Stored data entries
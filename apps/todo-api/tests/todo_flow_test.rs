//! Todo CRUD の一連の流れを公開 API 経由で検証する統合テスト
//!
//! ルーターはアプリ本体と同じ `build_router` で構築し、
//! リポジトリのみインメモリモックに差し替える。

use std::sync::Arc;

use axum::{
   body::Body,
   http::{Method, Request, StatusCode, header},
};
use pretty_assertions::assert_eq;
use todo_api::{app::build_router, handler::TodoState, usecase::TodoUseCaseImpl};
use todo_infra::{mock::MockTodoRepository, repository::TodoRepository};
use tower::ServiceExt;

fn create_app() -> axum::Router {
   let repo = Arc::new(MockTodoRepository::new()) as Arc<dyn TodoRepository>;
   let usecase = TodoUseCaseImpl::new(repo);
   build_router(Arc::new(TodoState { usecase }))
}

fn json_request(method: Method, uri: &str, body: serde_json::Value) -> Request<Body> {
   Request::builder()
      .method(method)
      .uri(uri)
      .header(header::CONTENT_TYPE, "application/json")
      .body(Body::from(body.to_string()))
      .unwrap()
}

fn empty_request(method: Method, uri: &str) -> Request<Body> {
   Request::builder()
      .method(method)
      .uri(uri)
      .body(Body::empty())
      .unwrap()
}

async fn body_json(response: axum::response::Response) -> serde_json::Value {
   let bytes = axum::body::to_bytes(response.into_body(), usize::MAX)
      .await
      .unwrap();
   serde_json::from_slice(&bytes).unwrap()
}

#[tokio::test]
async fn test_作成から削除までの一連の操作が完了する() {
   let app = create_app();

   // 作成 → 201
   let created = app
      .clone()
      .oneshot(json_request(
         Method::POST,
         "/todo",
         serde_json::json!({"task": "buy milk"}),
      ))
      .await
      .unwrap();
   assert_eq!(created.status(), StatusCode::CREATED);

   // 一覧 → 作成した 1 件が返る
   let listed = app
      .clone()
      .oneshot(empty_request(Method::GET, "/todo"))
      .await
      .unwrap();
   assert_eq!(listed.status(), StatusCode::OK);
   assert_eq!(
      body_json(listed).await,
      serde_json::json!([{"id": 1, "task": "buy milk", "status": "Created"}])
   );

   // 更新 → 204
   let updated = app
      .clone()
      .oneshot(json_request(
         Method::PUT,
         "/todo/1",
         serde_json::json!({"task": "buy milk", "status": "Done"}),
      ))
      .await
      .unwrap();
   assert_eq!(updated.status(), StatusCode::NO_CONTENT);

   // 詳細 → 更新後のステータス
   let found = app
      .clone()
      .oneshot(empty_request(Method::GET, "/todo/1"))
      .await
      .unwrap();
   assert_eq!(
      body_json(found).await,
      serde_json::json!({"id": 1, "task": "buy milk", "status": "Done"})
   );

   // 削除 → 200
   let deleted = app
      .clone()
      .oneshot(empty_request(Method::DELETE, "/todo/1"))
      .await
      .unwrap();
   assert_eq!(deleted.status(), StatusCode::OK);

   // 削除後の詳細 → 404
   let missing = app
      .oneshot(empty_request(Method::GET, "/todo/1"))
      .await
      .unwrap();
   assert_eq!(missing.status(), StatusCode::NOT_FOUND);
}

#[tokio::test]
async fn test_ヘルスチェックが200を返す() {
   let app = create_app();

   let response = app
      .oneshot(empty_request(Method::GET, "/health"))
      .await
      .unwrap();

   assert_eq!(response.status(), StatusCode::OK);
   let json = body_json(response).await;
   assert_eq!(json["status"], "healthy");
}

* * *

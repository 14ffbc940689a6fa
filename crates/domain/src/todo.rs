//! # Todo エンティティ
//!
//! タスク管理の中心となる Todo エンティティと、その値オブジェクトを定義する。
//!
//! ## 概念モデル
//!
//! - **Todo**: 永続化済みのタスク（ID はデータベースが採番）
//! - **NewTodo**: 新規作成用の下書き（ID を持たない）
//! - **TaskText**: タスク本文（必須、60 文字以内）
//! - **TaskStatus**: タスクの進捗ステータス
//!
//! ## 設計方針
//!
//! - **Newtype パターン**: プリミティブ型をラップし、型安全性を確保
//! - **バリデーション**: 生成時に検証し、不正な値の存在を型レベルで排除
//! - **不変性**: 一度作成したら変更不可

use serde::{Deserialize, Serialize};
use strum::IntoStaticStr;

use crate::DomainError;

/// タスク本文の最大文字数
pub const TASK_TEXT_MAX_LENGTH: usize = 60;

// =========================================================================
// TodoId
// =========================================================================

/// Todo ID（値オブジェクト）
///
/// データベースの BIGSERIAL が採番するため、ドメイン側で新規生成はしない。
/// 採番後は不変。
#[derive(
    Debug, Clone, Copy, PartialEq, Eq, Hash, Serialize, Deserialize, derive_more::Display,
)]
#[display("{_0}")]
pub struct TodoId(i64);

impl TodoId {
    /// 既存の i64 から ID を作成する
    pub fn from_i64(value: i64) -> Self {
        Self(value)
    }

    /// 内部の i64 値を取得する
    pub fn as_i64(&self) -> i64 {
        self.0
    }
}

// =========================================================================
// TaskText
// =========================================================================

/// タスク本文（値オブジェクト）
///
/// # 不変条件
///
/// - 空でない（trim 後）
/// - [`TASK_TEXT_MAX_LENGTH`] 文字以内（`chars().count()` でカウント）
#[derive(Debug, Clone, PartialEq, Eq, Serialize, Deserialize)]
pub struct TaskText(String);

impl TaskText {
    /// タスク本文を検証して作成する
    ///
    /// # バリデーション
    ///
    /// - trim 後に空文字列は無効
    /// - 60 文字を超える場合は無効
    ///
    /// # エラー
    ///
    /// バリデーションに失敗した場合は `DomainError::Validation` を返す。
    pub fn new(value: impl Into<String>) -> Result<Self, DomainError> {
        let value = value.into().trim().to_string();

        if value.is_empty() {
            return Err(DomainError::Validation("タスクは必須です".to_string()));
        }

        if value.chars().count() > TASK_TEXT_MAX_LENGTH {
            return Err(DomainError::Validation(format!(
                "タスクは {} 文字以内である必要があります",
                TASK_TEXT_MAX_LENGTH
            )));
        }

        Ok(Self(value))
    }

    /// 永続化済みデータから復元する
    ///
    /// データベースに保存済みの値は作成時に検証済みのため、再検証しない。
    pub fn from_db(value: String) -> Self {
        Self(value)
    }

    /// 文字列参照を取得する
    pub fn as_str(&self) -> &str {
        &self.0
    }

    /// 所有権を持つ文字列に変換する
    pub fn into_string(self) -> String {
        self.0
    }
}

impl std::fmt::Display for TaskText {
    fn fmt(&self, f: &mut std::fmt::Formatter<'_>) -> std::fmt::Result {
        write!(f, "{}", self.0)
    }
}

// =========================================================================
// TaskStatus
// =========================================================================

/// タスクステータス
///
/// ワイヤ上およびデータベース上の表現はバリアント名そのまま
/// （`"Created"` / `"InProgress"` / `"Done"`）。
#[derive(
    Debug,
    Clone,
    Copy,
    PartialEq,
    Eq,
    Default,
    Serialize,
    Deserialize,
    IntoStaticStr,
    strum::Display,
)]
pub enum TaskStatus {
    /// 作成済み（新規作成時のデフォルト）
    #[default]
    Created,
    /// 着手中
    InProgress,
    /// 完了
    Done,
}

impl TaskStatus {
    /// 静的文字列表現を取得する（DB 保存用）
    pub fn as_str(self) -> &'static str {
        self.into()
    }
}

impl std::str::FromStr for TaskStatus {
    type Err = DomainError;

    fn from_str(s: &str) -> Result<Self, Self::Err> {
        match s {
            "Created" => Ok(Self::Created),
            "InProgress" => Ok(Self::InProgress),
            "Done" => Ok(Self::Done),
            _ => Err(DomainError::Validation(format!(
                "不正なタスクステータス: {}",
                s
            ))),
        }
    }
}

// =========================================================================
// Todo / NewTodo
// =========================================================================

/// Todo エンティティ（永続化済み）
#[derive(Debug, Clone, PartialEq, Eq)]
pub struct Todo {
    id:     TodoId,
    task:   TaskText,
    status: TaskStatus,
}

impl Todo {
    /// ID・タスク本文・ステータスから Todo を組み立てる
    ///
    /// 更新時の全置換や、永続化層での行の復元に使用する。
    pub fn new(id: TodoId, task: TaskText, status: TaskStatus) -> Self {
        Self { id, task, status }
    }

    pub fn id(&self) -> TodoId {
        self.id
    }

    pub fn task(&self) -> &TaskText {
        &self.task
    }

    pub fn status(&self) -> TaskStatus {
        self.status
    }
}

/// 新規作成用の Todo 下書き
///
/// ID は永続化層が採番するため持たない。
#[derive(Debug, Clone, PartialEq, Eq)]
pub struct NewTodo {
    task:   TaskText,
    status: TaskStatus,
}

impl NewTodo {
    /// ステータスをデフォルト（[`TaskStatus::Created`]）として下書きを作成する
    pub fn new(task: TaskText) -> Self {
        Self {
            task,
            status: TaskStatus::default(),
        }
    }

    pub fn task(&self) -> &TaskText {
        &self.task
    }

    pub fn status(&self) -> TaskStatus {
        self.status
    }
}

▶ _EXERCISE OBJECTIVE_
Each line above that contains "missing" counts once; report the total of such lines and nothing more.

▶ _EXERCISE OUTPUT_
2